In the past couple of years I have developed a few workshops that I have now taught multiple times. While each basic workshop always addresses the same premises they are always slightly different because the members of each group bring their own experiences, insights and questions to the discussion. I set up a structure and purpose, but the interactions between me and the participants and, even more importantly, between the participants themselves create the real dynamic and benefit of the workshop. As a general rule, my workshops and conference presentations are highly interactive and usually that makes for a very fun and creative learning session. However, the quality of each session depends much more on the willingness of the participants to step out of their comfort zones and interact with each other than it does on what I have designed. The workshop called the Leadership Dance which is designed to help participants experience the dynamics of leading and following is a great example of this reality. If no one was willing to get up and dance with me, the workshop would be a complete flop.
In the same way, if the members of an organization are unwilling to work to their highest potential, if they are unwilling to take responsibility for the success of the venture, if they are unwilling to be creative, there is no way for a leader to be successful. During the workshop, I often hear myself saying, ‘If you hear yourself complaining about your organization’s leadership, perhaps you need to stop and see how you are contributing to the success or failure of the leadership dynamic’.

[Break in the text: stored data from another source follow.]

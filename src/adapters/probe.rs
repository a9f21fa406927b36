// データベースプローブ
//
// 検証エンジンがライブのデータベースに問い合わせるためのインターフェースと、
// SQLxの単一接続を使ったその実装。発行するすべてのクエリはクエリログに記録されます。

use crate::adapters::query_builder::{QueryBuilder, VerificationQuery};
use crate::adapters::query_log::QueryLog;
use crate::core::config::Dialect;
use crate::core::error::DatabaseError;
use anyhow::Result;
use async_trait::async_trait;
use sqlx::any::AnyRow;
use sqlx::{AnyConnection, Row};
use tracing::debug;

/// ライブスキーマへの問い合わせインターフェース
///
/// 検証サービスはこのトレイト越しにのみデータベースへアクセスします。
/// クエリ実行の失敗はそのまま呼び出し元へ伝播します。
#[async_trait]
pub trait DatabaseProbe: Send {
    /// テーブルが存在するか
    async fn table_exists(&mut self, table: &str) -> Result<bool>;

    /// テーブルにカラムが存在するか
    async fn column_exists(&mut self, table: &str, column: &str) -> Result<bool>;

    /// 物理順のカラム名一覧（小文字化済み）
    async fn list_columns(&mut self, table: &str) -> Result<Vec<String>>;

    /// 単一の整数値を返すクエリを実行
    async fn execute_scalar(&mut self, query: &VerificationQuery) -> Result<i64>;
}

/// SQLx接続を使ったプローブ
pub struct SqlxProbe<'a> {
    conn: &'a mut AnyConnection,
    builder: QueryBuilder,
    log: &'a mut dyn QueryLog,
}

impl<'a> SqlxProbe<'a> {
    /// 新しいSqlxProbeを作成
    pub fn new(conn: &'a mut AnyConnection, dialect: Dialect, log: &'a mut dyn QueryLog) -> Self {
        Self {
            conn,
            builder: QueryBuilder::new(dialect),
            log,
        }
    }

    /// クエリを記録してから実行し、全行を取得
    async fn fetch_rows(&mut self, query: &VerificationQuery) -> Result<Vec<AnyRow>> {
        self.log.record(&query.header, &query.sql, &query.params)?;
        debug!(header = %query.header, "Executing verification query");

        let mut statement = sqlx::query(&query.sql);
        for param in &query.params {
            statement = statement.bind(param.as_str());
        }

        let rows = statement
            .fetch_all(&mut *self.conn)
            .await
            .map_err(|e| query_error(query, e))?;

        Ok(rows)
    }
}

fn query_error(query: &VerificationQuery, cause: sqlx::Error) -> DatabaseError {
    DatabaseError::Query {
        message: format!("{} failed: {}", query.header, cause),
        sql: Some(query.sql.clone()),
    }
}

#[async_trait]
impl<'a> DatabaseProbe for SqlxProbe<'a> {
    async fn table_exists(&mut self, table: &str) -> Result<bool> {
        let query = self.builder.table_exists_query(table);
        Ok(self.execute_scalar(&query).await? > 0)
    }

    async fn column_exists(&mut self, table: &str, column: &str) -> Result<bool> {
        let query = self.builder.column_exists_query(table, column);
        Ok(self.execute_scalar(&query).await? > 0)
    }

    async fn list_columns(&mut self, table: &str) -> Result<Vec<String>> {
        let query = self.builder.list_columns_query(table);
        let rows = self.fetch_rows(&query).await?;

        let mut columns = Vec::with_capacity(rows.len());
        for row in &rows {
            let name: String = row.try_get(0).map_err(|e| query_error(&query, e))?;
            columns.push(name.to_lowercase());
        }

        Ok(columns)
    }

    async fn execute_scalar(&mut self, query: &VerificationQuery) -> Result<i64> {
        let rows = self.fetch_rows(query).await?;
        let row = rows.first().ok_or_else(|| DatabaseError::Query {
            message: format!("{} returned no rows", query.header),
            sql: Some(query.sql.clone()),
        })?;

        let value: i64 = row.try_get(0).map_err(|e| query_error(query, e))?;
        Ok(value)
    }
}
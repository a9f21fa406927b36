// Checkdbライブラリのエントリーポイント
//
// モジュール構造:
// - cli: CLIレイヤー（ユーザー入力の受付とコマンドルーティング）
// - core: ドメインモデル（テーブル記述子、判定、設定、エラー）
// - adapters: データベース接続・検証クエリ・クエリログへのアクセスを抽象化
// - services: スキーマの読み込みと検証ロジック

pub mod adapters;
pub mod cli;
pub mod core;
pub mod services;
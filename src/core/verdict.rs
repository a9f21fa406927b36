// 検証結果モデル
//
// テーブルごとの判定と、データベース全体のサマリーを表現します。

use crate::core::error::StructuralFailure;

/// テーブル単位の判定
#[derive(Debug, Clone, PartialEq, Eq)]
pub struct TableVerdict {
    /// テーブル名
    pub table: String,
    /// 構造検証の結果
    pub structure: Result<(), StructuralFailure>,
    /// 参照整合性
    pub referential_integrity: bool,
    /// 正規化（3NF/BCNF近似）
    pub normalized: bool,
}

impl TableVerdict {
    /// 構造検証を通過したテーブルの判定を作成
    pub fn checked(table: String, referential_integrity: bool, normalized: bool) -> Self {
        Self {
            table,
            structure: Ok(()),
            referential_integrity,
            normalized,
        }
    }

    /// 構造検証に失敗したテーブルの判定を作成
    ///
    /// 参照整合性は常にfalseになります。
    pub fn structurally_invalid(table: String, failure: StructuralFailure, normalized: bool) -> Self {
        Self {
            table,
            structure: Err(failure),
            referential_integrity: false,
            normalized,
        }
    }

    /// 構造検証を通過したかどうか
    pub fn is_structurally_valid(&self) -> bool {
        self.structure.is_ok()
    }

    /// 構造検証の失敗理由
    pub fn failure(&self) -> Option<&StructuralFailure> {
        self.structure.as_ref().err()
    }
}

/// 実行全体のレポート
///
/// 判定はテーブル名（大文字小文字を区別しない）でソートされます。
#[derive(Debug, Clone, PartialEq, Eq)]
pub struct VerificationReport {
    verdicts: Vec<TableVerdict>,
}

impl VerificationReport {
    /// 判定のリストからレポートを作成
    pub fn new(mut verdicts: Vec<TableVerdict>) -> Self {
        verdicts.sort_by_key(|v| v.table.to_lowercase());
        Self { verdicts }
    }

    /// ソート済みの判定
    pub fn verdicts(&self) -> &[TableVerdict] {
        &self.verdicts
    }

    /// テーブル数
    pub fn table_count(&self) -> usize {
        self.verdicts.len()
    }

    /// データベース全体の参照整合性
    pub fn database_referential_integrity(&self) -> bool {
        self.verdicts.iter().all(|v| v.referential_integrity)
    }

    /// データベース全体の正規化
    pub fn database_normalized(&self) -> bool {
        self.verdicts.iter().all(|v| v.normalized)
    }
}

Which brings us back to the title. Now, I know that in big organizations many of us don’t have a chance to create the structure or to change the rules in the Big Book of Rules that all large organizations have. Nor can we all serve as President. However, as a speaker I heard this past week said– all systems are perfectly designed to create the results we observe – therefore, if we don’t like the results we have to figure out someway to change the system. And the very simplest way, and one that is completely under our control, is the one suggested by Mahatma Ghandi - “You must be the change you wish to see in the world.” So if you hear yourself complaining about the leadership of your organization, stop for a moment and examine your own leadership. If we don’t like the results we are seeing in the work of our organization, it’s worth taking a look to see how we are contributing to those results. And then we need to take some time to consider what we might change in our own behavior or department that will improve things.
Change in any organization comes slowly. The change I make won’t create change in the organization tomorrow and it may be a while before the response becomes obvious, but when one part of a system changes, the rest will change in response in some way or another. The reality is that the only change over which I have any control is the change in my actions or my area of responsibility. When we make positive changes in ourselves or our departments and thereby create the possibility of change in the larger organizations, that’s leading from the middle and it is a powerful form of leadership available to all of us.